Show all lines of the listing that hold the word "signature".

■ ■ ■

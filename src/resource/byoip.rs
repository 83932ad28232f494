//! Bring-your-own-IP prefixes

use crate::api::{add_options, require_non_empty, Client, ListOptions, Response, Result};
use chrono::{DateTime, Utc};
use serde::{Deserialize, Serialize};

const BYOIP_PATH: &str = "/v2/byoip_prefixes";

/// An IP prefix imported into the account.
#[derive(Debug, Clone, Default, PartialEq, Serialize, Deserialize)]
pub struct ByoipPrefix {
    #[serde(default)]
    pub prefix: String,
    #[serde(default)]
    pub status: String,
    #[serde(default)]
    pub uuid: String,
    #[serde(default)]
    pub region: String,
    #[serde(default)]
    pub validations: Vec<serde_json::Value>,
    #[serde(default)]
    pub failure_reason: String,
}

#[derive(Debug, Clone, Default, PartialEq, Eq, Serialize, Deserialize)]
pub struct ByoipCreateRequest {
    pub prefix: String,
    /// Signed proof of ownership of the prefix
    pub signature: String,
    pub region: String,
}

#[derive(Debug, Clone, Default, PartialEq, Eq, Serialize, Deserialize)]
pub struct ByoipCreateResponse {
    #[serde(default)]
    pub uuid: String,
    #[serde(default)]
    pub region: String,
    #[serde(default)]
    pub status: String,
}

/// An address of a prefix assigned to a resource.
#[derive(Debug, Clone, Default, PartialEq, Serialize, Deserialize)]
pub struct ByoipResource {
    #[serde(default)]
    pub id: u64,
    #[serde(default)]
    pub byoip: String,
    #[serde(default)]
    pub resource: String,
    #[serde(default)]
    pub region: String,
    #[serde(default, skip_serializing_if = "Option::is_none")]
    pub assigned_at: Option<DateTime<Utc>>,
}

#[derive(Deserialize)]
struct ByoipRoot {
    byoip_prefix: ByoipPrefix,
}

#[derive(Deserialize)]
struct ByoipsRoot {
    #[serde(default)]
    byoip_prefixes: Vec<ByoipPrefix>,
}

#[derive(Deserialize)]
struct ByoipResourcesRoot {
    #[serde(default)]
    ips: Vec<ByoipResource>,
}

pub struct ByoipService<'a> {
    client: &'a Client,
}

impl<'a> ByoipService<'a> {
    pub(crate) fn new(client: &'a Client) -> Self {
        Self { client }
    }

    pub async fn list(&self, opts: &ListOptions) -> Result<(Vec<ByoipPrefix>, Response)> {
        let path = add_options(BYOIP_PATH, opts)?;
        let (root, resp): (ByoipsRoot, _) = self.client.get(&path).await?;
        Ok((root.byoip_prefixes, resp))
    }

    pub async fn get(&self, uuid: &str) -> Result<(ByoipPrefix, Response)> {
        let path = prefix_path(uuid)?;
        let (root, resp): (ByoipRoot, _) = self.client.get(&path).await?;
        Ok((root.byoip_prefix, resp))
    }

    /// Addresses of the prefix and the resources they are assigned to.
    pub async fn get_resources(
        &self,
        uuid: &str,
        opts: &ListOptions,
    ) -> Result<(Vec<ByoipResource>, Response)> {
        let path = add_options(&format!("{}/ips", prefix_path(uuid)?), opts)?;
        let (root, resp): (ByoipResourcesRoot, _) = self.client.get(&path).await?;
        Ok((root.ips, resp))
    }

    /// Start importing a prefix. The returned status tracks validation.
    pub async fn create(&self, req: &ByoipCreateRequest) -> Result<(ByoipCreateResponse, Response)> {
        self.client.post(BYOIP_PATH, req).await
    }

    pub async fn delete(&self, uuid: &str) -> Result<Response> {
        let path = prefix_path(uuid)?;
        self.client.delete(&path).await
    }
}

fn prefix_path(uuid: &str) -> Result<String> {
    require_non_empty("uuid", uuid)?;
    Ok(format!("{}/{}", BYOIP_PATH, urlencoding::encode(uuid)))
}

#[cfg(test)]
mod tests {
    use super::*;
    use serde_json::json;

    #[test]
    fn test_prefix_path() {
        assert_eq!(prefix_path("f00b8f53").unwrap(), "/v2/byoip_prefixes/f00b8f53");
        assert_eq!(
            prefix_path("").unwrap_err().to_string(),
            "uuid is invalid because cannot be empty"
        );
    }

    #[test]
    fn test_prefix_decode() {
        let root: ByoipRoot = serde_json::from_value(json!({
            "byoip_prefix": {
                "uuid": "f00b8f53",
                "prefix": "10.10.10.0/24",
                "status": "active",
                "region": "nyc1",
                "validations": []
            }
        }))
        .unwrap();
        assert_eq!(root.byoip_prefix.prefix, "10.10.10.0/24");
        assert!(root.byoip_prefix.failure_reason.is_empty());
    }

    #[test]
    fn test_create_request_body() {
        let req = ByoipCreateRequest {
            prefix: "10.10.10.0/24".to_string(),
            signature: "sig".to_string(),
            region: "nyc1".to_string(),
        };
        assert_eq!(
            serde_json::to_value(&req).unwrap(),
            json!({"prefix": "10.10.10.0/24", "signature": "sig", "region": "nyc1"})
        );
    }
}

■ ■ ■

Solved problem
    pub signature: String,
            signature: "sig".to_string(),
            json!({"prefix": "10.10.10.0/24", "signature": "sig", "region": "nyc1"})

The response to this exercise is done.